**DIRECTIONS FOR THIS TASK:** Within the entries below, every line containing "document" is to be copied.

**DATA PROVIDED:**
-------
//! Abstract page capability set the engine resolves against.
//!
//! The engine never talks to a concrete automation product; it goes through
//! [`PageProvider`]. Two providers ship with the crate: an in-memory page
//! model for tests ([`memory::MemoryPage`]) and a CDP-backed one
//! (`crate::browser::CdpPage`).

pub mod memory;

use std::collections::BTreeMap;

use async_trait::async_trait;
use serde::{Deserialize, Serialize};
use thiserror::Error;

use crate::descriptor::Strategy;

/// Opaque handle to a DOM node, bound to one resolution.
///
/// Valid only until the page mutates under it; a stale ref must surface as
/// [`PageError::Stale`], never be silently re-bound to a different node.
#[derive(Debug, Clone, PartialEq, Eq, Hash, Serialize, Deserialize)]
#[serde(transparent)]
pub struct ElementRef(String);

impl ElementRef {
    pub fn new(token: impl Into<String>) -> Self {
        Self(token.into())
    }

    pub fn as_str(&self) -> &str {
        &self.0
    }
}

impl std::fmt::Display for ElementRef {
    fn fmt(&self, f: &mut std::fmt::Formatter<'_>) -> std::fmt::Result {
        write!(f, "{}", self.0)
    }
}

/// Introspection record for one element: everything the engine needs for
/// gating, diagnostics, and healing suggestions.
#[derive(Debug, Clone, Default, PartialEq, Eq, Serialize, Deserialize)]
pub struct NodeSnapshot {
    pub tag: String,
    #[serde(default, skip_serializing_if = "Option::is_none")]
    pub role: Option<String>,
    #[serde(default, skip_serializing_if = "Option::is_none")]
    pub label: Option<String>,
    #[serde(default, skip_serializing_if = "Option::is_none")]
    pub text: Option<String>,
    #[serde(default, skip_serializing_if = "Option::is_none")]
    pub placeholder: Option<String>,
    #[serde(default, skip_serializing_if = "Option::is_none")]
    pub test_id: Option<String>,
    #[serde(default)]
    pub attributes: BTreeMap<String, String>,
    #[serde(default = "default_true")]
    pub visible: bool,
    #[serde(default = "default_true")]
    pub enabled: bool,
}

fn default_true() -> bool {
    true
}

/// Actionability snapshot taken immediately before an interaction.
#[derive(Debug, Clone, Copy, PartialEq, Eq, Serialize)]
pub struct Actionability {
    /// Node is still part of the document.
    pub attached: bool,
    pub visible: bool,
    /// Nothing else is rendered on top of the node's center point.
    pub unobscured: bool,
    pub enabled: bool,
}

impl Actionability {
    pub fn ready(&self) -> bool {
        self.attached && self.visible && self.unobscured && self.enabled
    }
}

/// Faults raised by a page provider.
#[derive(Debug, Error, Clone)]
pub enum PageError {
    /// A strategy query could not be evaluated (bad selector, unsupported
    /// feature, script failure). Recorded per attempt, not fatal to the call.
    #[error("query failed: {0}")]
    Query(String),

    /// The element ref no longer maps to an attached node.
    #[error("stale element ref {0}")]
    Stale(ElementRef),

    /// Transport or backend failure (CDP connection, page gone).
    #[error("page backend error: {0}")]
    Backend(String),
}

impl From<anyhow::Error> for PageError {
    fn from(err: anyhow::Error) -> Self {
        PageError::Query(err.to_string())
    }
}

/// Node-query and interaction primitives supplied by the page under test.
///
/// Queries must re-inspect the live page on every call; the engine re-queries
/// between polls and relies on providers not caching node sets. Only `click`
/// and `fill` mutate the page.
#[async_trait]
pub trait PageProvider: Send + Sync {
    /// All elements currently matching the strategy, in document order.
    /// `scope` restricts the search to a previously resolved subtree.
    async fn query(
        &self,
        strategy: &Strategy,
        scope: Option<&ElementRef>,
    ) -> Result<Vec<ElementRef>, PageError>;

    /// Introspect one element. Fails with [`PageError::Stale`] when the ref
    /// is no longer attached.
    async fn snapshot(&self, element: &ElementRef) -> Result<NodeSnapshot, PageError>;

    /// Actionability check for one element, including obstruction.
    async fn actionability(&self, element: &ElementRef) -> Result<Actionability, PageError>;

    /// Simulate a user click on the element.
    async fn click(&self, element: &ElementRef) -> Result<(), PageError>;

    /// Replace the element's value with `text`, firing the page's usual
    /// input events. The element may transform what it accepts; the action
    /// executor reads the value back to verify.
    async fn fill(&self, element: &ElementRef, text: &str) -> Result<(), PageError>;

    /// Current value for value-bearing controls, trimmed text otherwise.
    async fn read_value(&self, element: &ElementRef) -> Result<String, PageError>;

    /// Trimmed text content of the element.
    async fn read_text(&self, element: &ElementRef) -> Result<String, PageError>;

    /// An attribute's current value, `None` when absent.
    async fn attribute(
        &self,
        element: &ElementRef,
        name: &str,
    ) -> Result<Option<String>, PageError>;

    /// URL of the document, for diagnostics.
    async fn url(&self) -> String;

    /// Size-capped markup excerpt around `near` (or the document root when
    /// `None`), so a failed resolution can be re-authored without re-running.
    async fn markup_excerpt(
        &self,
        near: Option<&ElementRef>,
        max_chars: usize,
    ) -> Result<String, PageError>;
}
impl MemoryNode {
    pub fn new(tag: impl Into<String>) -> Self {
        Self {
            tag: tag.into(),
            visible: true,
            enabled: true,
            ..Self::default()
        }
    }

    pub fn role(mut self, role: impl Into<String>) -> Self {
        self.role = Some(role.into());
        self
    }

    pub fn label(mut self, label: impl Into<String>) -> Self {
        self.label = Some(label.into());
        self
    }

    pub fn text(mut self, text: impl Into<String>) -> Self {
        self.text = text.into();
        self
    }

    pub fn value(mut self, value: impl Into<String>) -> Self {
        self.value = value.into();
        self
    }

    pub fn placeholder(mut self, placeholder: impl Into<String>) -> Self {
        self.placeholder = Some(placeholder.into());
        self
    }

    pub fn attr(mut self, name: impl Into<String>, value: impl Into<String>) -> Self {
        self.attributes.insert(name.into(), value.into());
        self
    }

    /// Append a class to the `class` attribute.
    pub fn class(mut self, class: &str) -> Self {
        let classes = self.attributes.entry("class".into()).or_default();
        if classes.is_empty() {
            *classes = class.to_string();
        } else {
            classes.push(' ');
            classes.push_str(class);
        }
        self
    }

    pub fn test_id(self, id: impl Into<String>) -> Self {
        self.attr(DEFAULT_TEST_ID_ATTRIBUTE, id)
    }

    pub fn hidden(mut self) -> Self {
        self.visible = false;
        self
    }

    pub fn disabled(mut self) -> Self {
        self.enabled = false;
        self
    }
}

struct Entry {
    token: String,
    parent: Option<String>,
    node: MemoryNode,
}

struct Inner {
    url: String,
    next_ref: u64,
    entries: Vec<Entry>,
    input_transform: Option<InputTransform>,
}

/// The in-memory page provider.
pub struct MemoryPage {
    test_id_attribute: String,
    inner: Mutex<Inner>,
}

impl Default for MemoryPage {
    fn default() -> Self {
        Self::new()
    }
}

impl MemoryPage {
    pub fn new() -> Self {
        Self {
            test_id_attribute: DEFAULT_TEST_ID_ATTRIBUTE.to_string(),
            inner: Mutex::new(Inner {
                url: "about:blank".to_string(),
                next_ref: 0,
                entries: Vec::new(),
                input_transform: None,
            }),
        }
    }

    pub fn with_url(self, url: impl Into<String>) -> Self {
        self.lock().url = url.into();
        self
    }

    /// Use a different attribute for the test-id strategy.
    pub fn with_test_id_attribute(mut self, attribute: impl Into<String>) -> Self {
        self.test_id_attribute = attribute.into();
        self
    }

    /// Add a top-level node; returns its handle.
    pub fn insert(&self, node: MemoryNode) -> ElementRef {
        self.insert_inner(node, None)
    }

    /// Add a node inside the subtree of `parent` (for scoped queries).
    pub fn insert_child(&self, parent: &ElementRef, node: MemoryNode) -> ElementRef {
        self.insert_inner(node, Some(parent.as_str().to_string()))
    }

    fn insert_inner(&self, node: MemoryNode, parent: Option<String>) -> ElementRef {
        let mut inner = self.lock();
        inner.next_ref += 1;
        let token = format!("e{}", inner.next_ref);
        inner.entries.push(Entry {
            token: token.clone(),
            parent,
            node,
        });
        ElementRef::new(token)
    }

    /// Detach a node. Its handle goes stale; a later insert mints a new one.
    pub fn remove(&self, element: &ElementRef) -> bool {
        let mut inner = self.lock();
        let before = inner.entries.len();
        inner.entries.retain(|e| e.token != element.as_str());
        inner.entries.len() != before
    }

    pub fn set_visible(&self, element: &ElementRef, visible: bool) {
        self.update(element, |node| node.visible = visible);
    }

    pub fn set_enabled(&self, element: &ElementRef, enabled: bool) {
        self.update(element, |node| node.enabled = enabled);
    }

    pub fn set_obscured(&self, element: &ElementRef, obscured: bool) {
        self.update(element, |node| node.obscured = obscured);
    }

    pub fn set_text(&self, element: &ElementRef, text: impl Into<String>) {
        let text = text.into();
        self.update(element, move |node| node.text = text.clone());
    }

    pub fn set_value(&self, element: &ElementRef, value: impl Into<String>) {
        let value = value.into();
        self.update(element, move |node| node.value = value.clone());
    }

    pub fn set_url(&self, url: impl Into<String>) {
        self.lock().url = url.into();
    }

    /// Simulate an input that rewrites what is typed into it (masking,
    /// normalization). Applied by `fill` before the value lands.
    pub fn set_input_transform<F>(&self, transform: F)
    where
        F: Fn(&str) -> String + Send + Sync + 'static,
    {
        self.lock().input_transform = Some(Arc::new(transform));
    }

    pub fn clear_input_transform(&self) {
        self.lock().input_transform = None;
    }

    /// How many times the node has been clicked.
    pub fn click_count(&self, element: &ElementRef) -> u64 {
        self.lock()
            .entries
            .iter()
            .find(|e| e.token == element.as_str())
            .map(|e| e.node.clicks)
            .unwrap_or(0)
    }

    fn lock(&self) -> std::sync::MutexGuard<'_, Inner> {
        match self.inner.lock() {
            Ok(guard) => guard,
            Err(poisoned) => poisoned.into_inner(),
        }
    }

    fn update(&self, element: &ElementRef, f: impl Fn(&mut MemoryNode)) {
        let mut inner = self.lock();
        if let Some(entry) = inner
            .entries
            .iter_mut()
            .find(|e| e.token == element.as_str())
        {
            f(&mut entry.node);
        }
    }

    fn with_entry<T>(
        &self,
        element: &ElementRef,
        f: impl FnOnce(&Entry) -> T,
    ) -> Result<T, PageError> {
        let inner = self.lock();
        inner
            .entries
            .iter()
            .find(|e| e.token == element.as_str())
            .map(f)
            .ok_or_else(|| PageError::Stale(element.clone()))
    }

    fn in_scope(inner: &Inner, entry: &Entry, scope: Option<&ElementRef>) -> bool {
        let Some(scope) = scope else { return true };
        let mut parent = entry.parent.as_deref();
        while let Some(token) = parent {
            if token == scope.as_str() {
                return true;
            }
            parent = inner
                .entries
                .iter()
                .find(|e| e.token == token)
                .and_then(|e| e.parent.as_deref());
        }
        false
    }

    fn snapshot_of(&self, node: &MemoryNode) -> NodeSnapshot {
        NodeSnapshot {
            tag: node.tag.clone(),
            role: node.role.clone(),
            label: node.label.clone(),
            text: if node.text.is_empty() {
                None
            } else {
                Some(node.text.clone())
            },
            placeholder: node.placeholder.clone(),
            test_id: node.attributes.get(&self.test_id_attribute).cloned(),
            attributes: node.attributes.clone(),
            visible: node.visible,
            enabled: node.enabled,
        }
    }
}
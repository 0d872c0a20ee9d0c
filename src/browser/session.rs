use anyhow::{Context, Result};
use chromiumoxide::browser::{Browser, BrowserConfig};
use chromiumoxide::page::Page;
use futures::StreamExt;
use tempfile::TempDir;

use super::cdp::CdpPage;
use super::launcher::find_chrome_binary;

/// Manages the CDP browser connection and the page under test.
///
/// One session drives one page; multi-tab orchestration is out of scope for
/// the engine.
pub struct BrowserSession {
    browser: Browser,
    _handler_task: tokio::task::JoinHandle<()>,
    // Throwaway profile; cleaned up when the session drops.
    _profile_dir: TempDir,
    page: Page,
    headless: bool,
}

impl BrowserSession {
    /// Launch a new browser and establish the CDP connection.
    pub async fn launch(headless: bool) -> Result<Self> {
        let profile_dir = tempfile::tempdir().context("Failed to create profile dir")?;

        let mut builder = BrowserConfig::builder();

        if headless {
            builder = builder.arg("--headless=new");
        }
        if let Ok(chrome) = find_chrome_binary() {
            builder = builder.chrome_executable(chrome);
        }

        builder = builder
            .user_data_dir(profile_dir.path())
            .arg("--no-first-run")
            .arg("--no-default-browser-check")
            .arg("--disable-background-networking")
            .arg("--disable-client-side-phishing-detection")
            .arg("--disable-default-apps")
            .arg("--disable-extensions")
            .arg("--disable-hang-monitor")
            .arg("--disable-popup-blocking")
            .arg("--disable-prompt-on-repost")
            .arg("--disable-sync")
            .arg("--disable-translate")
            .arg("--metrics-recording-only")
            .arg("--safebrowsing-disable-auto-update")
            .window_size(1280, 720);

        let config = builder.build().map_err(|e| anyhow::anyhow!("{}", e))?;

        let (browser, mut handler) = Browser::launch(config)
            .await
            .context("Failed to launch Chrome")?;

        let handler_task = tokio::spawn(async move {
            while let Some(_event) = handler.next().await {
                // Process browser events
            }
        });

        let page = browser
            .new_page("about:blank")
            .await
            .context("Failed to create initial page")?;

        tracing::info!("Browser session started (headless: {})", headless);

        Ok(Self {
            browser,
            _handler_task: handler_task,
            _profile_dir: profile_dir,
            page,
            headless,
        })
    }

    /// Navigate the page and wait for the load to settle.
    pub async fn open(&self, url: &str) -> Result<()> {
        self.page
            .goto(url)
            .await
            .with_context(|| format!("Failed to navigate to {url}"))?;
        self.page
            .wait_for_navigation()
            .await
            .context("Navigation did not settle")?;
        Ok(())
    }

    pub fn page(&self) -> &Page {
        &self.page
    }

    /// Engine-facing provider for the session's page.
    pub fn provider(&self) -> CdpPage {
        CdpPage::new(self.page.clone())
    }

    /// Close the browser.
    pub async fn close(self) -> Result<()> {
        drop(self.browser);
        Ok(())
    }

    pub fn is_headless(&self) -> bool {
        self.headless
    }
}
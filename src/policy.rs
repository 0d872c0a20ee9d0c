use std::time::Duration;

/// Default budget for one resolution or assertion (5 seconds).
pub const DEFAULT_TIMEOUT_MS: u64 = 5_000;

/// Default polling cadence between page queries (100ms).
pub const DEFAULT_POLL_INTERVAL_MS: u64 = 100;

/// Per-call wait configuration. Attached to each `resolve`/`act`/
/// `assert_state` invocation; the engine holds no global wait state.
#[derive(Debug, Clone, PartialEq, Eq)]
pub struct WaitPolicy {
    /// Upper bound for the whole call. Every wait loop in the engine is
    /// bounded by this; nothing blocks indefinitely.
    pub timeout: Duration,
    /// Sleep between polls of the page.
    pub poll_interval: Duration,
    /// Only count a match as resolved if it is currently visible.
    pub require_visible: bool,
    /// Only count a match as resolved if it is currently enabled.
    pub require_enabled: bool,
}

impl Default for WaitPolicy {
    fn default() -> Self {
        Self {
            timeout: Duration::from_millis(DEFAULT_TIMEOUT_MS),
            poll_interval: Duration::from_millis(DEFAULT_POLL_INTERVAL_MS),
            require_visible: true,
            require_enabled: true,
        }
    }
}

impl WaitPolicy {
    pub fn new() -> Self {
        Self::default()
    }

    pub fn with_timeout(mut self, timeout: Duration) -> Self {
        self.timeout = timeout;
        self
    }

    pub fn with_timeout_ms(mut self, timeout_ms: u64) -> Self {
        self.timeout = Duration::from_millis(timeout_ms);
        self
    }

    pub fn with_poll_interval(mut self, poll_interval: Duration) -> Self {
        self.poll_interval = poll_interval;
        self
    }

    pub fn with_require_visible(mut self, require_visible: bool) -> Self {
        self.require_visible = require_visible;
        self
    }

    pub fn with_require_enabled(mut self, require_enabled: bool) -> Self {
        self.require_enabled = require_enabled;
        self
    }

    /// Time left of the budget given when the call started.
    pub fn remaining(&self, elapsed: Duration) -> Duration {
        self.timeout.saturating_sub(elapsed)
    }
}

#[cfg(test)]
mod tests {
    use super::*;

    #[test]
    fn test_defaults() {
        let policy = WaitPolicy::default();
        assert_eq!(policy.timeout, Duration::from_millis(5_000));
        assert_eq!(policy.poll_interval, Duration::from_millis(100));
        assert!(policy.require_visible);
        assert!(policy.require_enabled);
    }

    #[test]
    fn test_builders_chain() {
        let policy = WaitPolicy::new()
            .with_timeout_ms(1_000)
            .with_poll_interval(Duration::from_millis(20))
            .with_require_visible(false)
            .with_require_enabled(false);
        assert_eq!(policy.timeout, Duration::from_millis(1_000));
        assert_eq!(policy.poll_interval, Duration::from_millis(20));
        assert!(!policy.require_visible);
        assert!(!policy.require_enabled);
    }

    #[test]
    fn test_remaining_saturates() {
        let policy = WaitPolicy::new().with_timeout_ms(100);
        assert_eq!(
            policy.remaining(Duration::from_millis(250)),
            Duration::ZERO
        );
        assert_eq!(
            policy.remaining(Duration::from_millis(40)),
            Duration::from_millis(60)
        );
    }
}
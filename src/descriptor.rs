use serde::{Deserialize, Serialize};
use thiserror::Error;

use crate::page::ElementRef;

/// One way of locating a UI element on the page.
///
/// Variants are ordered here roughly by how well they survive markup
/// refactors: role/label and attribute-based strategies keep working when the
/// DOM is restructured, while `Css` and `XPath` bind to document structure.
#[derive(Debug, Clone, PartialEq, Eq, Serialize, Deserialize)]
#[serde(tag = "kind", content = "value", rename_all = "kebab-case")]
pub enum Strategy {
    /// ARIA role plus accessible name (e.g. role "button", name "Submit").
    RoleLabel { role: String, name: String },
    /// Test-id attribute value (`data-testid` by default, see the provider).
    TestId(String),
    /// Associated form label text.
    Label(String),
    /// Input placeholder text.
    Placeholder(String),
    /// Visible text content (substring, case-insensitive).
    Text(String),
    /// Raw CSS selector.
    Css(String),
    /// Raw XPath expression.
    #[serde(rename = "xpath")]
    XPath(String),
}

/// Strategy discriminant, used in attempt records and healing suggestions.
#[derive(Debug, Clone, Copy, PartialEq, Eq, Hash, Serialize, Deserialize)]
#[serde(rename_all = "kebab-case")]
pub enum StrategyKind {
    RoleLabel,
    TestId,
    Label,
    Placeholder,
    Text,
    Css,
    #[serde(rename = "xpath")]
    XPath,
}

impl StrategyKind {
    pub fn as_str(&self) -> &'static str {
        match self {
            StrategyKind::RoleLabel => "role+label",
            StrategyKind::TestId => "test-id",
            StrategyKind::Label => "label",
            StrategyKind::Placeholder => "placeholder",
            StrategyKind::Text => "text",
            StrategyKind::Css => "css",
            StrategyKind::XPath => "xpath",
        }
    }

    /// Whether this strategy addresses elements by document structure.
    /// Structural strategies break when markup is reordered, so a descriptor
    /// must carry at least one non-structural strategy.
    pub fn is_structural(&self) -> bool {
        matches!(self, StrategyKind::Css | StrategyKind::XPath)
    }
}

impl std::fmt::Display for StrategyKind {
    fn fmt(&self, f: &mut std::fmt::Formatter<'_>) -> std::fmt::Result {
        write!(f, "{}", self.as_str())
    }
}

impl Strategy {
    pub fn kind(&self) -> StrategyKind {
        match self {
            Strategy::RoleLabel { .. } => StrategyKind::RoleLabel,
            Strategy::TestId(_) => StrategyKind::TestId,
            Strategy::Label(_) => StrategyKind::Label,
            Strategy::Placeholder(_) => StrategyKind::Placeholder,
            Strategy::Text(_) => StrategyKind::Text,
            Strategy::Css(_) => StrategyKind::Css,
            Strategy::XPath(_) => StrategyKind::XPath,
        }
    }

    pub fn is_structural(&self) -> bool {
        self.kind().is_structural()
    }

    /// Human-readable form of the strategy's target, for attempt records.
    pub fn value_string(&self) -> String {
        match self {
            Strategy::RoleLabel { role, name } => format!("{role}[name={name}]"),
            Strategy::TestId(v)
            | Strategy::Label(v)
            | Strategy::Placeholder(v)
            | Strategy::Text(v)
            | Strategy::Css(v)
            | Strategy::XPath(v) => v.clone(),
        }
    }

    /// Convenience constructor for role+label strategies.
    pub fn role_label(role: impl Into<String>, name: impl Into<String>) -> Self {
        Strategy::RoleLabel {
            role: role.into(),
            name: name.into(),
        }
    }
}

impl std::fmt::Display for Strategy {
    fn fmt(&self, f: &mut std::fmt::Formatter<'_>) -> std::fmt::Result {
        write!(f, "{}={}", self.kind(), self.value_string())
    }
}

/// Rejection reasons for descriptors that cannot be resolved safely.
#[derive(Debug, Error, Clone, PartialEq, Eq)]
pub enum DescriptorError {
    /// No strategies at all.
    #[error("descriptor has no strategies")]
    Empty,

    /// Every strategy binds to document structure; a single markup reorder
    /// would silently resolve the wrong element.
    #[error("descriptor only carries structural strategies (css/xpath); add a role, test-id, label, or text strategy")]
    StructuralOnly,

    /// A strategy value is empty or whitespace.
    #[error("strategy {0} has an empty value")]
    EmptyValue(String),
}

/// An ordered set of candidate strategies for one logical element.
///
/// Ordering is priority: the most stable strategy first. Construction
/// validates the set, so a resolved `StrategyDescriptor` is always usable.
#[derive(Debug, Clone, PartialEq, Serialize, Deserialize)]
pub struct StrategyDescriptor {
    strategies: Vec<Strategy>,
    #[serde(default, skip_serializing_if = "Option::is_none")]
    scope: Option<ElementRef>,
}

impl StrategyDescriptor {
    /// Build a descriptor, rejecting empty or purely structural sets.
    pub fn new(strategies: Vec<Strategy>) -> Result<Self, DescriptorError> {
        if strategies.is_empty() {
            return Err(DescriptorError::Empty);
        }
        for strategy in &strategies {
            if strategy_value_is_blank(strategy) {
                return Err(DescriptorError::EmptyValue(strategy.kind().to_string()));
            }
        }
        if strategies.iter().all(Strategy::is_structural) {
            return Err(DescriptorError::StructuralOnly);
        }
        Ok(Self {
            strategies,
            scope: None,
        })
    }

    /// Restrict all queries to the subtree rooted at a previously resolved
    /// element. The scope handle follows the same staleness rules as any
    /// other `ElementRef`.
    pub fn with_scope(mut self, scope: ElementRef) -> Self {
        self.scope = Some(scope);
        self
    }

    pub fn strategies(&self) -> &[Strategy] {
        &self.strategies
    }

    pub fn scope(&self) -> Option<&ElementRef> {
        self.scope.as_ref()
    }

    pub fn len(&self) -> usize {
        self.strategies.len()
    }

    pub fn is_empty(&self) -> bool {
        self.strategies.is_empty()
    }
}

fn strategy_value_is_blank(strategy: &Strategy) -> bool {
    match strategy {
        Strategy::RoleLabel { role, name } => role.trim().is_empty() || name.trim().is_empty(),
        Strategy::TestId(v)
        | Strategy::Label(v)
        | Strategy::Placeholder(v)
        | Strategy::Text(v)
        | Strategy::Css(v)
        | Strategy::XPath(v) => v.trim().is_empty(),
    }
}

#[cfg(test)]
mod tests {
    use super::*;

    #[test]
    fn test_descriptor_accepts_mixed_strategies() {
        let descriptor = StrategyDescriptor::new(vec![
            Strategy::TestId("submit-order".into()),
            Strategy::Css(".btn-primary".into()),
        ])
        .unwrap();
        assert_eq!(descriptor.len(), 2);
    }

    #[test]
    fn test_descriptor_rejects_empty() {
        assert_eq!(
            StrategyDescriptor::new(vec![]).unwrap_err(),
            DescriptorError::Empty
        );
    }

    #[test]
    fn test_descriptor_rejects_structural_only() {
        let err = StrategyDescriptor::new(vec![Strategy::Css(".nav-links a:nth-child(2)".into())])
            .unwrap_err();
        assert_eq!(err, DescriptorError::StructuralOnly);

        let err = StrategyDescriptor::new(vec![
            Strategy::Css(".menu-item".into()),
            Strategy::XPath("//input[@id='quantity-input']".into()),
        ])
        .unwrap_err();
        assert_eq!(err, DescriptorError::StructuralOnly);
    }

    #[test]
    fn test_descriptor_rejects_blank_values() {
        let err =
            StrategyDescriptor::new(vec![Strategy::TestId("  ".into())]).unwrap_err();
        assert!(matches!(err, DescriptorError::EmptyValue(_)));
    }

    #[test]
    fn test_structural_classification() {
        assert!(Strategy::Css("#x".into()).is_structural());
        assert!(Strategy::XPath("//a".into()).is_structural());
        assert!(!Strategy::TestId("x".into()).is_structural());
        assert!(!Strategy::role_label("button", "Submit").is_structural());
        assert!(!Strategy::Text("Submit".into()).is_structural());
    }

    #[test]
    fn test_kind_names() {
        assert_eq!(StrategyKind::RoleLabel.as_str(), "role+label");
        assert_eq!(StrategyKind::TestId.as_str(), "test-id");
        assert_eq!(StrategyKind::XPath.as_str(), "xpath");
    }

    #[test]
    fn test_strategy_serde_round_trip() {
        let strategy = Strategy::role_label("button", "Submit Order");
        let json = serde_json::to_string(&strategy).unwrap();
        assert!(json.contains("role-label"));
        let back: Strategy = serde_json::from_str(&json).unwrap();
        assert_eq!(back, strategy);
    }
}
-------
**THE COMPLETED TASK:**
    /// Node is still part of the document.
    /// All elements currently matching the strategy, in document order.
    /// URL of the document, for diagnostics.
    /// Size-capped markup excerpt around `near` (or the document root when
/// DOM is restructured, while `Css` and `XPath` bind to document structure.
    /// Whether this strategy addresses elements by document structure.
    /// Every strategy binds to document structure; a single markup reorder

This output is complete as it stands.